The aim of the project is to develop a novel approach, which will allow us to use remotely sensed spectral information to infer leaf traits on a watershed scale. Relationships between chemical composition of leaf pigments and remotely sensed spectral traits are based on classical data from more than two decades ago. Technologies have progressed, resolution of biogeochemical analytics has increased, remote sensing detectors have improved, but these classical data and relationships have not yet been updated. In the proposed project, we plan to first, measure the spectral data (e.g., hemispherical, conical) of leaf and canopy traits in the field, second describe and identify individual leaf pigments using liquid chromatography coupled to light detectors, and then establish relationships between the two based on their absorption spectra.

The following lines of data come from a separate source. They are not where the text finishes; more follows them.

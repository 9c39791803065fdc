//! Box-plot order statistics for one numeric sample.
//!
//! Quantiles use linear interpolation between adjacent order statistics
//! (index = (n - 1) * p), the same convention as numpy's default and R type 7.

use serde::{Deserialize, Serialize};

/// IQR multiplier for the Tukey fences.
pub const DEFAULT_FENCE_MULTIPLIER: f64 = 1.5;

/// Box-plot summary of one sample.
///
/// `min <= lower_whisker <= q1 <= median <= q3 <= upper_whisker <= max` and
/// `iqr = q3 - q1 >= 0` always hold. A summary is never built from an empty
/// sample, so no field is ever NaN.
#[derive(Debug, Clone, PartialEq, Serialize, Deserialize)]
pub struct QuantileSummary {
    pub min: f64,
    pub q1: f64,
    pub median: f64,
    pub q3: f64,
    pub max: f64,
    pub lower_whisker: f64,
    pub upper_whisker: f64,
    pub mean: f64,
    /// Values strictly outside the fences, ascending.
    pub outliers: Vec<f64>,
    pub iqr: f64,
    /// Number of values summarised.
    pub count: usize,
}

impl QuantileSummary {
    /// Summarise `values` with the default 1.5 x IQR fences.
    /// Returns None when there is no finite value to summarise.
    pub fn from_values(values: &[f64]) -> Option<Self> {
        Self::from_values_with_fence(values, DEFAULT_FENCE_MULTIPLIER)
    }

    /// Summarise `values` with fences at `q1 - k*iqr` and `q3 + k*iqr`.
    /// Non-finite values are discarded first.
    pub fn from_values_with_fence(values: &[f64], fence_multiplier: f64) -> Option<Self> {
        let finite: Vec<f64> = values.iter().copied().filter(|v| v.is_finite()).collect();
        if finite.is_empty() {
            return None;
        }

        // Mean over the values in input order, before sorting.
        let mean = finite_mean(&finite)?;

        let mut sorted = finite;
        sorted.sort_by(f64::total_cmp);

        let min = sorted[0];
        let max = sorted[sorted.len() - 1];
        let q1 = quantile_sorted(&sorted, 0.25)?;
        let median = quantile_sorted(&sorted, 0.5)?;
        let q3 = quantile_sorted(&sorted, 0.75)?;
        let iqr = q3 - q1;

        let lower_fence = q1 - fence_multiplier * iqr;
        let upper_fence = q3 + fence_multiplier * iqr;

        // Scan the one sorted copy from each end. The found/not-found case is
        // decided by the Option, so a whisker at exactly 0.0 is kept.
        let lower_whisker = match sorted.iter().copied().find(|&v| v >= lower_fence) {
            Some(v) => v,
            None => min,
        };
        let upper_whisker = match sorted.iter().rev().copied().find(|&v| v <= upper_fence) {
            Some(v) => v,
            None => max,
        };

        // With interpolated quartiles the nearest in-fence point can sit inside
        // the box (e.g. [0, 10, 10, 10]); the whisker then collapses onto it.
        let lower_whisker = lower_whisker.min(q1);
        let upper_whisker = upper_whisker.max(q3);

        let outliers = sorted
            .iter()
            .copied()
            .filter(|&v| v < lower_fence || v > upper_fence)
            .collect();

        Some(Self {
            min,
            q1,
            median,
            q3,
            max,
            lower_whisker,
            upper_whisker,
            mean,
            outliers,
            iqr,
            count: sorted.len(),
        })
    }

    /// Fence values `(lower, upper)` for a given multiplier.
    pub fn fences(&self, fence_multiplier: f64) -> (f64, f64) {
        (
            self.q1 - fence_multiplier * self.iqr,
            self.q3 + fence_multiplier * self.iqr,
        )
    }
}

/// `p`-quantile of an ascending slice by linear interpolation.
/// None when the slice is empty or `p` is outside [0, 1].
pub fn quantile_sorted(sorted: &[f64], p: f64) -> Option<f64> {
    let n = sorted.len();
    if n == 0 || !(0.0..=1.0).contains(&p) {
        return None;
    }

    let pos = (n - 1) as f64 * p;
    let lo = pos.floor() as usize;
    let hi = pos.ceil() as usize;
    let weight = pos - lo as f64;

    let (a, b) = (sorted[lo], sorted[hi]);
    let span = b - a;
    // `b - a` overflows when the neighbours have huge opposite signs.
    let value = if span.is_finite() {
        a + span * weight
    } else {
        a * (1.0 - weight) + b * weight
    };
    Some(value.clamp(a, b))
}

/// Arithmetic mean that stays finite for any finite input.
/// None for an empty slice.
pub fn finite_mean(values: &[f64]) -> Option<f64> {
    if values.is_empty() {
        return None;
    }
    let sum: f64 = values.iter().sum();
    if sum.is_finite() {
        return Some(sum / values.len() as f64);
    }

    // The plain sum overflowed; fall back to an incremental mean.
    let mut mean = 0.0;
    for (i, v) in values.iter().enumerate() {
        let k = (i + 1) as f64;
        mean += v / k - mean / k;
    }
    Some(mean)
}

#[cfg(test)]
mod tests {
    use super::*;
    use endotyx_test_utils::{assert_close, random_values, random_values_with_spikes};
    use pretty_assertions::assert_eq;

    fn assert_ordered(s: &QuantileSummary) {
        assert!(s.min <= s.lower_whisker, "min {} > lower whisker {}", s.min, s.lower_whisker);
        assert!(s.lower_whisker <= s.q1, "lower whisker {} > q1 {}", s.lower_whisker, s.q1);
        assert!(s.q1 <= s.median);
        assert!(s.median <= s.q3);
        assert!(s.q3 <= s.upper_whisker, "q3 {} > upper whisker {}", s.q3, s.upper_whisker);
        assert!(s.upper_whisker <= s.max);
        assert!(s.iqr >= 0.0);
    }

    #[test]
    fn test_empty_sample_is_no_data() {
        assert_eq!(QuantileSummary::from_values(&[]), None);
        assert_eq!(QuantileSummary::from_values(&[f64::NAN, f64::INFINITY]), None);
    }

    #[test]
    fn test_single_value() {
        let s = QuantileSummary::from_values(&[4.2]).unwrap();
        assert_eq!(s.q1, 4.2);
        assert_eq!(s.median, 4.2);
        assert_eq!(s.q3, 4.2);
        assert_eq!(s.iqr, 0.0);
        assert_eq!(s.lower_whisker, 4.2);
        assert_eq!(s.upper_whisker, 4.2);
        assert_eq!(s.min, 4.2);
        assert_eq!(s.max, 4.2);
        assert!(s.outliers.is_empty());
        assert_eq!(s.count, 1);
    }

    #[test]
    fn test_repeated_values() {
        let s = QuantileSummary::from_values(&[5.0, 5.0, 5.0, 5.0]).unwrap();
        assert_eq!(s.q1, 5.0);
        assert_eq!(s.median, 5.0);
        assert_eq!(s.q3, 5.0);
        assert_eq!(s.iqr, 0.0);
        assert!(s.outliers.is_empty());
    }

    #[test]
    fn test_linear_interpolation_convention() {
        let values: Vec<f64> = (1..=10).map(f64::from).collect();
        let s = QuantileSummary::from_values(&values).unwrap();
        assert_eq!(s.median, 5.5);
        assert_eq!(s.q1, 3.25);
        assert_eq!(s.q3, 7.75);
        assert_eq!(s.iqr, 4.5);
        assert_close(s.mean, 5.5);
        assert_eq!(s.lower_whisker, 1.0);
        assert_eq!(s.upper_whisker, 10.0);
    }

    #[test]
    fn test_high_outlier_excluded_from_whisker() {
        let s = QuantileSummary::from_values(&[1.0, 2.0, 3.0, 4.0, 5.0, 100.0]).unwrap();
        assert_eq!(s.q1, 2.25);
        assert_eq!(s.q3, 4.75);
        assert_eq!(s.outliers, vec![100.0]);
        assert_eq!(s.upper_whisker, 5.0);
        assert_eq!(s.lower_whisker, 1.0);
        assert_eq!(s.max, 100.0);
        let (_, upper_fence) = s.fences(DEFAULT_FENCE_MULTIPLIER);
        assert!(100.0 > upper_fence);
    }

    #[test]
    fn test_zero_whisker_is_kept() {
        // A truthiness-style fallback would replace the 0.0 whisker with sorted[0].
        let s = QuantileSummary::from_values(&[-50.0, 0.0, 1.0, 1.0, 2.0, 2.0]).unwrap();
        assert_eq!(s.outliers, vec![-50.0]);
        assert_eq!(s.lower_whisker, 0.0);
        assert_eq!(s.min, -50.0);
    }

    #[test]
    fn test_whisker_collapses_onto_box_edge() {
        let s = QuantileSummary::from_values(&[0.0, 10.0, 10.0, 10.0]).unwrap();
        assert_eq!(s.q1, 7.5);
        assert_eq!(s.q3, 10.0);
        assert_eq!(s.outliers, vec![0.0]);
        assert_eq!(s.lower_whisker, 7.5);
        assert_ordered(&s);
    }

    #[test]
    fn test_extreme_finite_values_stay_finite() {
        let s = QuantileSummary::from_values(&[-f64::MAX, f64::MAX]).unwrap();
        assert_ordered(&s);
        assert!(!s.iqr.is_nan(), "iqr is NaN");
        assert!(s.q1.is_finite() && s.q3.is_finite());
        assert_eq!(s.median, 0.0);
        assert_eq!(s.mean, 0.0);
        assert_eq!(s.upper_whisker, f64::MAX);
        assert_eq!(s.lower_whisker, -f64::MAX);

        let s = QuantileSummary::from_values(&[f64::MAX; 3]).unwrap();
        assert_ordered(&s);
        assert_eq!(s.mean, f64::MAX);
        assert_eq!(s.median, f64::MAX);
        assert_eq!(s.iqr, 0.0);
    }

    #[test]
    fn test_finite_mean() {
        assert_eq!(finite_mean(&[]), None);
        assert_close(finite_mean(&[1.0, 2.0, 6.0]).unwrap(), 3.0);
        assert_eq!(finite_mean(&[f64::MAX, f64::MAX]), Some(f64::MAX));
        assert_eq!(finite_mean(&[-f64::MAX, -f64::MAX, 4.0]).map(f64::is_finite), Some(true));
    }

    #[test]
    fn test_mean_uses_unsorted_values() {
        let s = QuantileSummary::from_values(&[3.0, 1.0, 2.0]).unwrap();
        assert_close(s.mean, 2.0);
        assert_eq!(s.median, 2.0);
    }

    #[test]
    fn test_input_is_not_mutated() {
        let values = vec![9.0, 1.0, 5.0];
        let _ = QuantileSummary::from_values(&values);
        assert_eq!(values, vec![9.0, 1.0, 5.0]);
    }

    #[test]
    fn test_custom_fence_multiplier() {
        let values = [1.0, 2.0, 3.0, 4.0, 5.0, 8.0];
        let tukey = QuantileSummary::from_values(&values).unwrap();
        assert!(tukey.outliers.is_empty());
        let tight = QuantileSummary::from_values_with_fence(&values, 0.5).unwrap();
        assert_eq!(tight.outliers, vec![8.0]);
        assert_eq!(tight.upper_whisker, 5.0);
    }

    #[test]
    fn test_quantile_sorted_bounds() {
        assert_eq!(quantile_sorted(&[], 0.5), None);
        assert_eq!(quantile_sorted(&[1.0, 2.0], 1.5), None);
        assert_eq!(quantile_sorted(&[1.0, 2.0], 0.0), Some(1.0));
        assert_eq!(quantile_sorted(&[1.0, 2.0], 1.0), Some(2.0));
    }

    #[test]
    fn test_ordering_invariant_on_random_samples() {
        for seed in 0..200 {
            let n = 1 + (seed as usize % 40);
            let values = if seed % 2 == 0 {
                random_values(seed, n, -5.0, 5.0)
            } else {
                random_values_with_spikes(seed, n)
            };
            let s = QuantileSummary::from_values(&values).unwrap();
            assert_ordered(&s);
            assert_eq!(s.count, n);
            let (lo, hi) = s.fences(DEFAULT_FENCE_MULTIPLIER);
            assert!(s.outliers.iter().all(|&v| v < lo || v > hi));
            let inside = values.iter().filter(|&&v| v >= lo && v <= hi).count();
            assert_eq!(inside + s.outliers.len(), n);
        }
    }
}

More than two decades ago, the classical relationships between plant pigment chemical composition and remotely sensed spectral properties have been established. Thanks to technological advancements since then, precision of biogeochemical tools and remote sensing detectors improved significantly, but the relationships have not yet been updated. Today, chromatography combined with mass spectrometry allows the identification of yet unknown pigments, and other biosynthetic precursor and successor coloring molecules, even in complex mixtures. The aim of the proposed project is to improve correlation and relationships between chemical data and remote sensed traits, integrating analytical advances made in plant biogeochemistry and remote sensing. The expected overall outcome would be that remotely sensed spectral information could be used to infer plant traits on a watershed scale.

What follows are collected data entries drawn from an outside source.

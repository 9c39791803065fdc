//! Expression CSV upload parsing.
//!
//! The first column holds patient ids unless every cell in it is numeric, in
//! which case ids are generated as `patient_1`, `patient_2`, ... Gene cells
//! that are blank or not numbers become missing and, when imputation is on,
//! are filled with the column mean (0 for a column with no values at all).

use std::path::Path;

use anyhow::Context;
use endotyx_common::{EndotyxError, ExpressionMatrix, IngestConfig, Result};
use tracing::{debug, info, warn};

/// Read and parse an expression CSV from disk.
pub async fn load_expression_csv(path: impl AsRef<Path>, cfg: &IngestConfig) -> Result<ExpressionMatrix> {
    let path = path.as_ref();
    check_file_size(path, cfg).await?;
    let content = tokio::fs::read_to_string(path)
        .await
        .with_context(|| format!("Failed to read expression CSV {:?}", path))?;
    let matrix = parse_expression_csv(&content, cfg)?;
    info!(
        "Loaded expression matrix from {:?}: {} patients, {} genes",
        path,
        matrix.patient_count(),
        matrix.gene_count()
    );
    Ok(matrix)
}

pub(crate) async fn check_file_size(path: &Path, cfg: &IngestConfig) -> Result<()> {
    let meta = tokio::fs::metadata(path)
        .await
        .with_context(|| format!("Failed to stat {:?}", path))?;
    if meta.len() > cfg.max_file_size_bytes {
        return Err(too_large(cfg));
    }
    Ok(())
}

const MIB: u64 = 1024 * 1024;

fn too_large(cfg: &IngestConfig) -> EndotyxError {
    let limit = cfg.max_file_size_bytes;
    let limit = if limit < MIB {
        format!("{limit} bytes")
    } else if limit % MIB == 0 {
        format!("{}MB", limit / MIB)
    } else {
        format!("{:.1}MB", limit as f64 / MIB as f64)
    };
    EndotyxError::Validation(format!("File is too large. Maximum size is {limit}"))
}

/// Parse CSV text into an expression matrix.
pub fn parse_expression_csv(content: &str, cfg: &IngestConfig) -> Result<ExpressionMatrix> {
    if content.len() as u64 > cfg.max_file_size_bytes {
        return Err(too_large(cfg));
    }

    let mut reader = csv::ReaderBuilder::new()
        .trim(csv::Trim::All)
        .from_reader(content.as_bytes());

    let headers: Vec<String> = reader.headers()?.iter().map(str::to_string).collect();
    if headers.is_empty() || headers.iter().all(String::is_empty) {
        return Err(EndotyxError::Validation("CSV file is empty".to_string()));
    }

    let mut cells: Vec<Vec<String>> = Vec::new();
    for result in reader.records() {
        let record = result?;
        cells.push(record.iter().map(str::to_string).collect());
    }
    if cells.is_empty() {
        return Err(EndotyxError::Validation(
            "CSV must have at least 1 patient row".to_string(),
        ));
    }

    let has_patient_ids = !cells
        .iter()
        .filter_map(|row| row.first())
        .filter(|cell| !cell.is_empty())
        .all(|cell| cell.parse::<f64>().is_ok());

    let (patient_ids, first_gene_col) = if has_patient_ids {
        (cells.iter().map(|row| row[0].clone()).collect::<Vec<_>>(), 1)
    } else {
        debug!("No patient id column detected, generating ids");
        ((1..=cells.len()).map(|i| format!("patient_{i}")).collect(), 0)
    };

    let genes: Vec<String> = headers[first_gene_col..].to_vec();
    if genes.is_empty() {
        return Err(EndotyxError::Validation(
            "CSV must have at least 1 gene column".to_string(),
        ));
    }

    let mut rows: Vec<Vec<Option<f64>>> = cells
        .iter()
        .map(|row| {
            row[first_gene_col..]
                .iter()
                .map(|cell| cell.parse::<f64>().ok().filter(|v| v.is_finite()))
                .collect()
        })
        .collect();

    for (col, gene) in genes.iter().enumerate() {
        let coerced = cells
            .iter()
            .filter(|row| {
                let cell = &row[first_gene_col + col];
                !cell.is_empty() && cell.parse::<f64>().map_or(true, |v| !v.is_finite())
            })
            .count();
        if coerced > 0 {
            warn!(gene = %gene, cells = coerced, "non-numeric expression values treated as missing");
        }
    }

    if cfg.impute_missing {
        impute_column_means(&mut rows, genes.len());
    }

    Ok(ExpressionMatrix {
        patient_ids,
        genes,
        rows,
    })
}

/// Fill missing cells with the column mean; all-missing columns get 0.
fn impute_column_means(rows: &mut [Vec<Option<f64>>], gene_count: usize) {
    for col in 0..gene_count {
        let present: Vec<f64> = rows.iter().filter_map(|row| row[col]).collect();
        let fill = if present.is_empty() {
            0.0
        } else {
            present.iter().sum::<f64>() / present.len() as f64
        };
        let mut filled = 0usize;
        for row in rows.iter_mut() {
            if row[col].is_none() {
                row[col] = Some(fill);
                filled += 1;
            }
        }
        if filled > 0 {
            debug!(column = col, filled, fill, "imputed missing expression values");
        }
    }
}
//! Trait for access to the current analysis batch's predictions.

use endotyx_common::PredictionRecord;

/// Ordered prediction records for one analysis batch.
pub trait PredictionProvider: Send + Sync {
    fn predictions(&self) -> &[PredictionRecord];
}

// ── In-memory Implementation ───────────────────────────────────────────────

/// Predictions already resolved by the caller.
#[derive(Debug, Clone, Default)]
pub struct InMemoryPredictions {
    records: Vec<PredictionRecord>,
}

impl InMemoryPredictions {
    pub fn new(records: Vec<PredictionRecord>) -> Self {
        Self { records }
    }

    pub fn with(mut self, record: PredictionRecord) -> Self {
        self.records.push(record);
        self
    }

    pub fn len(&self) -> usize {
        self.records.len()
    }

    pub fn is_empty(&self) -> bool {
        self.records.is_empty()
    }
}

impl From<Vec<PredictionRecord>> for InMemoryPredictions {
    fn from(records: Vec<PredictionRecord>) -> Self {
        Self::new(records)
    }
}

impl PredictionProvider for InMemoryPredictions {
    fn predictions(&self) -> &[PredictionRecord] {
        &self.records
    }
}
//! endotyx-stats — Per-gene box-plot comparison engine.
//!
//! Turns positive-label patients and a baseline cohort into box-plot summaries,
//! grouped comparison records and per-patient overlay markers, one gene at a time.

pub mod quantile;
pub mod comparison;
pub mod overlay;
pub mod engine;
pub mod gene_stats;
pub mod prediction_provider;
pub mod baseline_provider;
pub mod gene_list_provider;

pub use comparison::{ComparisonRecord, GroupComparisonBuilder, GroupType};
pub use engine::{ComparisonWarning, GeneComparison, GeneComparisonEngine, GeneCursor};
pub use overlay::{extract_overlays, MarkerColor, OverlayMarker};
pub use quantile::QuantileSummary;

Monitor pigment development during the growing season for individual trees
Leaves of easily accessible beech trees in the Irchel Park will be sampled multiple times during the whole growing season over all phenological stages. During the days of sampling, a drone equipped with spectral sensor will determine the field spectral data. In the laboratory, we will measure spectral reflectance and pigment composition of the collected leaves. Further, spectral reflectance will be determined after removal of the wax layer for every third sample in order to determine the specular behavior and influence on the spectral data by the cuticle (eg wax layer). The data will be compiled and a first attempt will be made to compare known spectral correlations of chemical and remote sensing data (both, literature and model based), added by yet not included/assessed pigments. This will allow to derive new relationships, at least for one tree from one tree species.

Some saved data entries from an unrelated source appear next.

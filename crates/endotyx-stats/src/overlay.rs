//! Per-patient overlay markers drawn on top of the group boxes.

use endotyx_common::{Classification, PredictionRecord};
use serde::{Deserialize, Serialize};
use tracing::debug;

#[derive(Debug, Clone, PartialEq, Serialize, Deserialize)]
pub struct OverlayMarker {
    pub patient_id: String,
    pub gene_value: f64,
    pub classification: Classification,
}

impl OverlayMarker {
    pub fn color(&self) -> MarkerColor {
        MarkerColor::for_classification(self.classification)
    }
}

/// Color slot for a marker: one per endotype plus a default.
#[derive(Debug, Clone, Copy, PartialEq, Eq, Hash, Serialize, Deserialize)]
#[serde(rename_all = "snake_case")]
pub enum MarkerColor {
    Primary,
    Secondary,
    Default,
}

impl MarkerColor {
    pub fn for_classification(classification: Classification) -> Self {
        match classification {
            Classification::ClassA => MarkerColor::Primary,
            Classification::ClassB => MarkerColor::Secondary,
            Classification::None   => MarkerColor::Default,
        }
    }
}

/// One marker per positive-label patient with a value for `gene`, in input order.
/// Negative-label patients and patients missing the value are skipped.
pub fn extract_overlays(records: &[PredictionRecord], gene: &str) -> Vec<OverlayMarker> {
    records
        .iter()
        .filter(|r| r.is_positive())
        .filter_map(|r| match r.value(gene) {
            Some(gene_value) => Some(OverlayMarker {
                patient_id: r.patient_id().to_string(),
                gene_value,
                classification: r.classification,
            }),
            None => {
                debug!(gene, patient_id = r.patient_id(), "no value, overlay skipped");
                None
            }
        })
        .collect()
}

Verify new relationships with several tree species
Samples will be collected and spectral data and chemical composition will be compared once (Laegern) or monthly (Irchel Park) during the growing season for beech and three additional tree species to determine transferability of obtained data to different growing seasons and different tree species with different pigment and wax compositions. Improvements of the relationships will be made and tree species-specific differences will be identified, expanded to Laegern, Irchel Park and potentially another URPP site. Ideally, we would be able to compare biogeochemical and spectral information also to genetic information from the same, identical leaf material data from Kentaro Shimizu.